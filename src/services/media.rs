//! External media services: PDF concatenation, JPEG derivatives and
//! spreadsheet output

use std::fs::File;
use std::io::Write;
use std::path::{Path, PathBuf};
use std::process::Command;

use crate::error::{AppError, AppResult};

/// Concatenates PDFs into a single document
#[cfg_attr(test, mockall::automock)]
pub trait PdfMerger: Send + Sync {
    fn merge(&self, inputs: &[PathBuf], output: &Path) -> AppResult<()>;
}

/// Produces bounded JPEG derivatives of master images
#[cfg_attr(test, mockall::automock)]
pub trait ImageDeriver: Send + Sync {
    /// Write `<out_dir>/<stem>.jpg`, skipping existing outputs, and return
    /// its path
    fn derive(&self, source: &Path, out_dir: &Path, dimension: u32) -> AppResult<PathBuf>;
}

/// Writes one spreadsheet per batch
#[cfg_attr(test, mockall::automock)]
pub trait TabularSink: Send + Sync {
    /// Write `header` and `rows` next to `stem`, returning the written path
    fn write_sheet(&self, stem: &Path, header: &[String], rows: &[Vec<Option<String>>]) -> AppResult<PathBuf>;
}

/// PDF merging through the `qpdf` command line tool
#[derive(Debug, Clone)]
pub struct QpdfMerger {
    program: String,
}

impl QpdfMerger {
    pub fn new(program: impl Into<String>) -> Self {
        Self { program: program.into() }
    }
}

impl PdfMerger for QpdfMerger {
    fn merge(&self, inputs: &[PathBuf], output: &Path) -> AppResult<()> {
        let names: Vec<String> = inputs
            .iter()
            .filter_map(|p| p.file_name())
            .map(|n| n.to_string_lossy().into_owned())
            .collect();
        tracing::info!(
            "Concatenating {} to {}",
            names.join(", "),
            output.display()
        );

        let result = Command::new(&self.program)
            .arg("--empty")
            .arg("--pages")
            .args(inputs)
            .arg("--")
            .arg(output)
            .output()
            .map_err(|e| AppError::Pdf(format!("{}: {}", self.program, e)))?;

        // qpdf exits with 3 when it succeeded with warnings
        if !result.status.success() && result.status.code() != Some(3) {
            return Err(AppError::Pdf(format!(
                "exit code {:?}: {}",
                result.status.code(),
                String::from_utf8_lossy(&result.stderr).trim()
            )));
        }
        Ok(())
    }
}

/// JPEG derivatives through ImageMagick
#[derive(Debug, Clone)]
pub struct MagickDeriver {
    program: String,
}

impl MagickDeriver {
    pub fn new(program: impl Into<String>) -> Self {
        Self { program: program.into() }
    }
}

/// Output path of a derivative for `source`
pub fn derivative_path(source: &Path, out_dir: &Path) -> AppResult<PathBuf> {
    let stem = source
        .file_stem()
        .ok_or_else(|| AppError::Image(format!("{} has no file name", source.display())))?;
    let mut name = stem.to_os_string();
    name.push(".jpg");
    Ok(out_dir.join(name))
}

impl ImageDeriver for MagickDeriver {
    fn derive(&self, source: &Path, out_dir: &Path, dimension: u32) -> AppResult<PathBuf> {
        let output = derivative_path(source, out_dir)?;
        if output.exists() {
            tracing::debug!("Derivative {} already exists", output.display());
            return Ok(output);
        }
        tracing::info!(
            "Creating derivative {} -> {}",
            source.display(),
            output.display()
        );

        let result = Command::new(&self.program)
            .arg("convert")
            .arg(source)
            .args(["-resize", &format!("{0}x{0}^>", dimension)])
            .args(["-quality", "65", "-depth", "8", "-unsharp", "1.5x1+0.7+0.02"])
            .arg(&output)
            .output()
            .map_err(|e| AppError::Image(format!("{}: {}", self.program, e)))?;

        if !result.status.success() {
            return Err(AppError::Image(format!(
                "{}: exit code {:?}: {}",
                source.display(),
                result.status.code(),
                String::from_utf8_lossy(&result.stderr).trim()
            )));
        }
        Ok(output)
    }
}

/// UTF-8 CSV spreadsheets with a byte order mark so spreadsheet tools pick up
/// the encoding
#[derive(Debug, Clone, Default)]
pub struct CsvSink;

impl TabularSink for CsvSink {
    fn write_sheet(&self, stem: &Path, header: &[String], rows: &[Vec<Option<String>>]) -> AppResult<PathBuf> {
        let path = stem.with_extension("csv");
        let mut file = File::create(&path)?;
        file.write_all("\u{feff}".as_bytes())?;

        let mut writer = csv::Writer::from_writer(file);
        writer.write_record(header)?;
        for row in rows {
            writer.write_record(row.iter().map(|cell| cell.as_deref().unwrap_or("")))?;
        }
        writer.flush()?;
        Ok(path)
    }
}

--------------------------------------------------

#### Instructions for the task
The whole of the material above needs to be copied exactly.

#### Written reply
filename src/services/media.rs
//! External media services: PDF concatenation, JPEG derivatives and
//! spreadsheet output

use std::fs::File;
use std::io::Write;
use std::path::{Path, PathBuf};
use std::process::Command;

use crate::error::{AppError, AppResult};

/// Concatenates PDFs into a single document
#[cfg_attr(test, mockall::automock)]
pub trait PdfMerger: Send + Sync {
    fn merge(&self, inputs: &[PathBuf], output: &Path) -> AppResult<()>;
}

/// Produces bounded JPEG derivatives of master images
#[cfg_attr(test, mockall::automock)]
pub trait ImageDeriver: Send + Sync {
    /// Write `<out_dir>/<stem>.jpg`, skipping existing outputs, and return
    /// its path
    fn derive(&self, source: &Path, out_dir: &Path, dimension: u32) -> AppResult<PathBuf>;
}

/// Writes one spreadsheet per batch
#[cfg_attr(test, mockall::automock)]
pub trait TabularSink: Send + Sync {
    /// Write `header` and `rows` next to `stem`, returning the written path
    fn write_sheet(&self, stem: &Path, header: &[String], rows: &[Vec<Option<String>>]) -> AppResult<PathBuf>;
}

/// PDF merging through the `qpdf` command line tool
#[derive(Debug, Clone)]
pub struct QpdfMerger {
    program: String,
}

impl QpdfMerger {
    pub fn new(program: impl Into<String>) -> Self {
        Self { program: program.into() }
    }
}

impl PdfMerger for QpdfMerger {
    fn merge(&self, inputs: &[PathBuf], output: &Path) -> AppResult<()> {
        let names: Vec<String> = inputs
            .iter()
            .filter_map(|p| p.file_name())
            .map(|n| n.to_string_lossy().into_owned())
            .collect();
        tracing::info!(
            "Concatenating {} to {}",
            names.join(", "),
            output.display()
        );

        let result = Command::new(&self.program)
            .arg("--empty")
            .arg("--pages")
            .args(inputs)
            .arg("--")
            .arg(output)
            .output()
            .map_err(|e| AppError::Pdf(format!("{}: {}", self.program, e)))?;

        // qpdf exits with 3 when it succeeded with warnings
        if !result.status.success() && result.status.code() != Some(3) {
            return Err(AppError::Pdf(format!(
                "exit code {:?}: {}",
                result.status.code(),
                String::from_utf8_lossy(&result.stderr).trim()
            )));
        }
        Ok(())
    }
}

/// JPEG derivatives through ImageMagick
#[derive(Debug, Clone)]
pub struct MagickDeriver {
    program: String,
}

impl MagickDeriver {
    pub fn new(program: impl Into<String>) -> Self {
        Self { program: program.into() }
    }
}

/// Output path of a derivative for `source`
pub fn derivative_path(source: &Path, out_dir: &Path) -> AppResult<PathBuf> {
    let stem = source
        .file_stem()
        .ok_or_else(|| AppError::Image(format!("{} has no file name", source.display())))?;
    let mut name = stem.to_os_string();
    name.push(".jpg");
    Ok(out_dir.join(name))
}

impl ImageDeriver for MagickDeriver {
    fn derive(&self, source: &Path, out_dir: &Path, dimension: u32) -> AppResult<PathBuf> {
        let output = derivative_path(source, out_dir)?;
        if output.exists() {
            tracing::debug!("Derivative {} already exists", output.display());
            return Ok(output);
        }
        tracing::info!(
            "Creating derivative {} -> {}",
            source.display(),
            output.display()
        );

        let result = Command::new(&self.program)
            .arg("convert")
            .arg(source)
            .args(["-resize", &format!("{0}x{0}^>", dimension)])
            .args(["-quality", "65", "-depth", "8", "-unsharp", "1.5x1+0.7+0.02"])
            .arg(&output)
            .output()
            .map_err(|e| AppError::Image(format!("{}: {}", self.program, e)))?;

        if !result.status.success() {
            return Err(AppError::Image(format!(
                "{}: exit code {:?}: {}",
                source.display(),
                result.status.code(),
                String::from_utf8_lossy(&result.stderr).trim()
            )));
        }
        Ok(output)
    }
}

/// UTF-8 CSV spreadsheets with a byte order mark so spreadsheet tools pick up
/// the encoding
#[derive(Debug, Clone, Default)]
pub struct CsvSink;

impl TabularSink for CsvSink {
    fn write_sheet(&self, stem: &Path, header: &[String], rows: &[Vec<Option<String>>]) -> AppResult<PathBuf> {
        let path = stem.with_extension("csv");
        let mut file = File::create(&path)?;
        file.write_all("\u{feff}".as_bytes())?;

        let mut writer = csv::Writer::from_writer(file);
        writer.write_record(header)?;
        for row in rows {
            writer.write_record(row.iter().map(|cell| cell.as_deref().unwrap_or("")))?;
        }
        writer.flush()?;
        Ok(path)
    }
}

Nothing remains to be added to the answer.